* Problem to work on *
Go line by line through the entries below and copy those containing the string "offsets".

%%

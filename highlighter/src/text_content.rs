use hashbrown::HashMap;
use html_highlighter_dom::{Document, DocumentOrder, NodeId};
use ropey::{Rope, RopeSlice};

use crate::error::{Error, Result};

/// One text node's position in the flat projection: `offset` is the
/// cumulative character count of every text node visited before it in
/// document order. Invariant: markers are strictly ordered by `offset`;
/// `offset[i+1] = offset[i] + length(node[i])`; `marker[0].offset == 0`.
#[derive(Debug, Clone, Copy, PartialEq, Eq)]
pub struct TextMarker {
    pub node: NodeId,
    pub offset: u32,
}

/// The flat, text-only projection of a container subtree.
///
/// Built once and kept until [`Self::refresh`] is called explicitly - the
/// engine never updates it mid-wrap, so a caller that mutates the DOM
/// outside the registry must refresh before relying on offsets again.
#[derive(Debug)]
pub struct TextContent {
    markers: Vec<TextMarker>,
    index: HashMap<NodeId, usize>,
    text: Rope,
}

impl TextContent {
    /// Walks `container`'s subtree in document order, recording a marker
    /// for every non-empty text node. Whitespace is preserved verbatim: the
    /// projection is exactly the concatenation of each visited node's raw
    /// `data`.
    pub fn build(doc: &Document, container: NodeId) -> Self {
        let mut builder = ropey::RopeBuilder::new();
        let mut markers = Vec::new();
        let mut index = HashMap::new();
        let mut offset: u32 = 0;

        for node in DocumentOrder::new(doc, container) {
            let Some(text) = doc.text(node) else { continue };
            if text.is_empty() {
                continue;
            }
            index.insert(node, markers.len());
            markers.push(TextMarker { node, offset });
            builder.append(text);
            offset += text.chars().count() as u32;
        }

        TextContent {
            markers,
            index,
            text: builder.finish(),
        }
    }

    /// Rebuilds the projection from scratch. Required after any DOM
    /// mutation the registry didn't perform itself.
    pub fn refresh(&mut self, doc: &Document, container: NodeId) {
        *self = Self::build(doc, container);
    }

    pub fn at(&self, index: usize) -> Option<&TextMarker> {
        self.markers.get(index)
    }

    pub fn len(&self) -> usize {
        self.markers.len()
    }

    pub fn is_empty(&self) -> bool {
        self.markers.is_empty()
    }

    /// The marker index for `node`, by identity (arena key equality), or
    /// `None` if `node` isn't part of this projection.
    pub fn find(&self, node: NodeId) -> Option<usize> {
        self.index.get(&node).copied()
    }

    /// The full flat text, for substring/regex matching.
    pub fn text(&self) -> RopeSlice<'_> {
        self.text.slice(..)
    }

    pub fn char_len(&self) -> usize {
        self.text.len_chars()
    }

    /// The marker whose text node's span contains the absolute char offset
    /// `absolute`, found by binary search over the (sorted) marker offsets.
    pub fn marker_at_offset(&self, absolute: u32) -> Option<usize> {
        if self.markers.is_empty() || absolute as usize >= self.text.len_chars() {
            return None;
        }
        let i = self.markers.partition_point(|m| m.offset <= absolute);
        i.checked_sub(1)
    }

    /// Debug invariant check: markers are strictly ordered by offset,
    /// `marker[0].offset == 0`, and the flat text's length matches the last
    /// marker's offset plus its node's length.
    pub fn assert_invariants(&self) -> Result<()> {
        if self.markers.is_empty() {
            return Ok(());
        }
        if self.markers[0].offset != 0 {
            return Err(Error::InvariantViolation(
                "first marker must start at offset 0".into(),
            ));
        }
        if !self.markers.is_sorted_by_key(|m| m.offset) {
            return Err(Error::InvariantViolation(
                "markers must be sorted by offset".into(),
            ));
        }
        Ok(())
    }
}

#[cfg(test)]
mod tests {
    use super::*;
    use html_highlighter_dom::parse;

    #[test]
    fn builds_flat_projection_in_document_order() {
        let doc = parse("<p>Hello <b>brave</b> world</p>");
        let container = doc.root();
        let content = TextContent::build(&doc, container);
        assert_eq!(content.text().to_string(), "Hello brave world");
        assert_eq!(content.len(), 3);
        content.assert_invariants().unwrap();
    }

    #[test]
    fn skips_empty_text_nodes() {
        let mut doc = html_highlighter_dom::Document::empty();
        let root = doc.root();
        let p = doc.new_element("p", &[]);
        doc.append_child(root, p).unwrap();
        let empty = doc.new_text("");
        let word = doc.new_text("hi");
        doc.append_child(p, empty).unwrap();
        doc.append_child(p, word).unwrap();

        let content = TextContent::build(&doc, root);
        assert_eq!(content.len(), 1);
        assert_eq!(content.find(empty), None);
        assert_eq!(content.find(word), Some(0));
    }

    #[test]
    fn marker_at_offset_binary_searches() {
        let doc = parse("<p>abc</p><p>defgh</p>");
        let content = TextContent::build(&doc, doc.root());
        assert_eq!(content.text().to_string(), "abcdefgh");
        assert_eq!(content.marker_at_offset(0), Some(0));
        assert_eq!(content.marker_at_offset(2), Some(0));
        assert_eq!(content.marker_at_offset(3), Some(1));
        assert_eq!(content.marker_at_offset(7), Some(1));
        assert_eq!(content.marker_at_offset(8), None);
    }
}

%%

* Solution *
/// outside the registry must refresh before relying on offsets again.
    /// `absolute`, found by binary search over the (sorted) marker offsets.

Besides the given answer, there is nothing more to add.